What is needed is every line of the material that contains "debug".

─── GIVEN DATA

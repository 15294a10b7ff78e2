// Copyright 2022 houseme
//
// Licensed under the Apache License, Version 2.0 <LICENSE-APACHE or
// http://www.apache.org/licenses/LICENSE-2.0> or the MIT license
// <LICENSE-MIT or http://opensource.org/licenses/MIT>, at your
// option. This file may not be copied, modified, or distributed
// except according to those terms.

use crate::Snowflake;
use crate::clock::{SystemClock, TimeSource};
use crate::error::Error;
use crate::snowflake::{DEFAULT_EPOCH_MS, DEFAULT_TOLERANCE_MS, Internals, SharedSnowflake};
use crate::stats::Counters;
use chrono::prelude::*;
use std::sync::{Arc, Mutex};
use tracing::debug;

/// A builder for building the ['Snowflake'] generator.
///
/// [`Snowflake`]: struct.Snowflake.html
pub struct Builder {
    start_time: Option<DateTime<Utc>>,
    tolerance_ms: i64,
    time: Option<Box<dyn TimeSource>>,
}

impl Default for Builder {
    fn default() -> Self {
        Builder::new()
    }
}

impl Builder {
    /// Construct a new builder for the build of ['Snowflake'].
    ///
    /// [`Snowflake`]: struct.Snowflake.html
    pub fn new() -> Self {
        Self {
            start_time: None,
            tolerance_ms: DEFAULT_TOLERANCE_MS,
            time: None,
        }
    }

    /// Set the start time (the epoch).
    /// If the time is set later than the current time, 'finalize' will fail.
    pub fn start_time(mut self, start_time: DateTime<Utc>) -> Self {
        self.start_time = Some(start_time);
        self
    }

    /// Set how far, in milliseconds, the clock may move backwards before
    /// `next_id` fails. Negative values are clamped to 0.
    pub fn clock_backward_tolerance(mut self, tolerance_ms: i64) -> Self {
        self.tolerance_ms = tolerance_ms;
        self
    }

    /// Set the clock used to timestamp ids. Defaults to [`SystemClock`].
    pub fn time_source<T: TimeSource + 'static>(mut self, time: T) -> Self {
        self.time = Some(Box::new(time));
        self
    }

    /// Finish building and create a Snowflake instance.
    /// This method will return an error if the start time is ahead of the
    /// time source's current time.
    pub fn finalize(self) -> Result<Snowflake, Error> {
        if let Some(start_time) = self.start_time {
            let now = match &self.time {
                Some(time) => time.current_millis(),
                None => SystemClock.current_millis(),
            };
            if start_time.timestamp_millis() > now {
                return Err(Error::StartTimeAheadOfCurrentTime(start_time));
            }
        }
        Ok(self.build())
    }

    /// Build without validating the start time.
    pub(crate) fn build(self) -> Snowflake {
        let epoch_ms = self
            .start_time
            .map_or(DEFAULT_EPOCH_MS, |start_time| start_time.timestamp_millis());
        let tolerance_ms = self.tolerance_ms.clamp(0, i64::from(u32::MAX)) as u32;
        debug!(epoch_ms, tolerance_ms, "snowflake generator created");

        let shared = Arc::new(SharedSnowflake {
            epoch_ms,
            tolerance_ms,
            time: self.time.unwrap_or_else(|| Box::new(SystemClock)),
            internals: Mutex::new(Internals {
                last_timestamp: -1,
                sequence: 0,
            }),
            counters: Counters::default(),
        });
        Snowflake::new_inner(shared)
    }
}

──────

**SOLVED PROBLEM:**
use tracing::debug;
        debug!(epoch_ms, tolerance_ms, "snowflake generator created");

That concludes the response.